Worldschooling doesn’t always go the way you think

Pic in the sea

At the moment I am sitting looking out to sea, I would take a picture but my phone like the fish that lies outside our caravan door is dead.  I sit on an orange chequered caravan cushion, our caravan sits on a trailer which was rented from a man called Jesus, or more correctly Gesu, we are in Spain.

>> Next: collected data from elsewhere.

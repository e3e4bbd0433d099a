//! Ready-made builders for common access patterns.
//!
//! Each template returns a [`PolicyBuilder`], so callers can still rename
//! the policy, narrow it to a role or add conditions before building.

use rowguard_rls::{column, has_role};

use crate::definition::PolicyBuilder;

/// Users see and modify only the rows they own.
pub fn owner_only(table: impl Into<String>, owner_column: &str) -> PolicyBuilder {
    PolicyBuilder::new()
        .on(table)
        .all()
        .using(column(owner_column).is_owner())
        .with_check(column(owner_column).is_owner())
        .describe("Rows are visible and writable only by their owner")
}

/// Rows are confined to the tenant in `app.current_tenant_id`.
///
/// Restrictive, so it narrows whatever other policies grant.
pub fn tenant_isolation(table: impl Into<String>, tenant_column: &str) -> PolicyBuilder {
    PolicyBuilder::new()
        .on(table)
        .all()
        .restrictive()
        .using(column(tenant_column).belongs_to_tenant())
        .with_check(column(tenant_column).belongs_to_tenant())
        .describe("Rows are confined to the current tenant")
}

/// Anyone may read rows flagged public.
pub fn public_read(table: impl Into<String>, flag_column: &str) -> PolicyBuilder {
    PolicyBuilder::new()
        .on(table)
        .read()
        .using(column(flag_column).is_public())
        .describe("Public rows are readable by everyone")
}

/// Holders of `role` have full access.
pub fn role_based(table: impl Into<String>, role: &str) -> PolicyBuilder {
    PolicyBuilder::new()
        .on(table)
        .all()
        .using(has_role(role))
        .with_check(has_role(role))
        .describe(format!("Users with the '{}' role have full access", role))
}
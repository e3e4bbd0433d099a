//! Table reference validation for subquery conditions.
//!
//! Walks a condition tree and collects the qualifier of every qualified
//! column reference (`alias.column`). Unqualified columns resolve against the
//! current table and are never reported. Nested subqueries extend the scope
//! with their own FROM and JOIN tables while their conditions are walked.

use crate::condition::{Condition, FunctionArg, Membership};
use crate::error::RlsError;
use crate::helper::Helper;
use crate::subquery::SubqueryDefinition;
use crate::value::{ColumnRef, SqlValue};

/// Which clause a condition is being attached to.
#[derive(Debug, Clone, Copy, PartialEq, Eq)]
pub enum ReferenceClause {
    Join,
    Where,
}

impl ReferenceClause {
    fn name(&self) -> &'static str {
        match self {
            ReferenceClause::Join => "join",
            ReferenceClause::Where => "where",
        }
    }
}

/// Fail with a dangling reference error if `condition` uses a qualifier
/// outside `scope`.
pub fn check_references(
    condition: &Condition,
    scope: &[String],
    clause: ReferenceClause,
    source_table: &str,
) -> Result<(), RlsError> {
    let missing = missing_references(condition, scope);
    if missing.is_empty() {
        tracing::debug!(
            table = source_table,
            clause = clause.name(),
            "Subquery table references resolved"
        );
        return Ok(());
    }

    Err(RlsError::DanglingReference {
        missing,
        clause: clause.name(),
        source_table: source_table.to_string(),
    })
}

/// Qualifiers used in `condition` that are not in `scope`, deduplicated in
/// first-seen order.
pub fn missing_references(condition: &Condition, scope: &[String]) -> Vec<String> {
    let mut walker = ReferenceWalker {
        scopes: vec![scope.to_vec()],
        missing: Vec::new(),
    };
    walker.condition(condition);
    walker.missing
}

struct ReferenceWalker {
    /// Stack of scopes; nested subqueries push their own tables.
    scopes: Vec<Vec<String>>,
    missing: Vec<String>,
}

impl ReferenceWalker {
    fn in_scope(&self, qualifier: &str) -> bool {
        self.scopes
            .iter()
            .any(|scope| scope.iter().any(|name| name == qualifier))
    }

    fn column(&mut self, column: &ColumnRef) {
        self.qualified_name(column.as_str());
    }

    fn qualified_name(&mut self, name: &str) {
        let Some((qualifier, _)) = name.rsplit_once('.') else {
            return;
        };
        if !self.in_scope(qualifier) && !self.missing.iter().any(|m| m == qualifier) {
            self.missing.push(qualifier.to_string());
        }
    }

    fn value(&mut self, value: &SqlValue) {
        match value {
            SqlValue::Column(column) => self.column(column),
            SqlValue::Condition(condition) => self.condition(condition),
            SqlValue::Array(items) => items.iter().for_each(|item| self.value(item)),
            _ => {}
        }
    }

    fn subquery(&mut self, subquery: &SubqueryDefinition) {
        self.scopes.push(
            subquery
                .available_tables()
                .into_iter()
                .map(str::to_string)
                .collect(),
        );
        for join in &subquery.joins {
            self.condition(&join.on);
        }
        if let Some(filter) = &subquery.filter {
            self.condition(filter);
        }
        self.scopes.pop();
    }

    fn condition(&mut self, condition: &Condition) {
        match condition {
            Condition::Comparison { column, value, .. } => {
                self.column(column);
                self.value(value);
            }
            Condition::Pattern { column, .. } | Condition::NullCheck { column, .. } => {
                self.column(column);
            }
            Condition::Membership { column, membership } => {
                self.column(column);
                match membership {
                    Membership::In(values) => values.iter().for_each(|value| self.value(value)),
                    Membership::InSubquery(subquery) => self.subquery(subquery),
                    Membership::Contains(value) => self.value(value),
                }
            }
            Condition::Logical { conditions, .. } => {
                conditions.iter().for_each(|child| self.condition(child));
            }
            Condition::Subquery { column, subquery } => {
                self.column(column);
                self.subquery(subquery);
            }
            Condition::Function { args, .. } => {
                for arg in args {
                    match arg {
                        FunctionArg::Identifier(identifier) => self.qualified_name(identifier),
                        FunctionArg::Condition(condition) => self.condition(condition),
                        FunctionArg::Value(value) => self.value(value),
                    }
                }
            }
            Condition::Helper(Helper::IsMemberOf { local_key, .. }) => self.column(local_key),
            Condition::Helper(Helper::HasRole { .. } | Helper::AlwaysTrue) => {}
            Condition::Context(_) => {}
        }
    }
}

As we were en route to our destination, I looked out of my side mirror and saw smoke billowing from the wheel of the caravan. Our beautiful cheap portable home who is called ‘Alice Roller’ made it all the way to Spain from Italy for our world schooling adventure, only to give up the ghost on a hot highway very near Valencia. Out of seemingly nowhere two angels appeared dressed in orange work suits who beautifully helped us find a local mechanic. In retrospect am wondering if they actually existed…After forty minutes of waiting, Alice was towed to a town called Anna, the names made me smile.

 

We had to quickly take all that we would need in the short term and we left Alice in Anna with the mechanic. The aim was to drive with our car for seven hours through the night, with our three kids and two cats. We didn’t make it, I am a very bad night driver and we ended up stopping at two garages. At three am we walked the cats around a car park. Young Spanish men in tuxedos billowed out of the garage restaurant, whilst a neon sign bigger than a small cinema screen flashed with words I can’t remember. I felt like I was in a Jim Jarmusch/Wim Wenders movie.

 

The following morning, we made it to our destination, well to a car park next to the sea, where I am sitting now writing this. Our caravan breakdown happened two weeks ago. We decided to go back to Valencia and get Alice and find a mechanic down here. Hence the fact I am here right now looking out to sea and writing this.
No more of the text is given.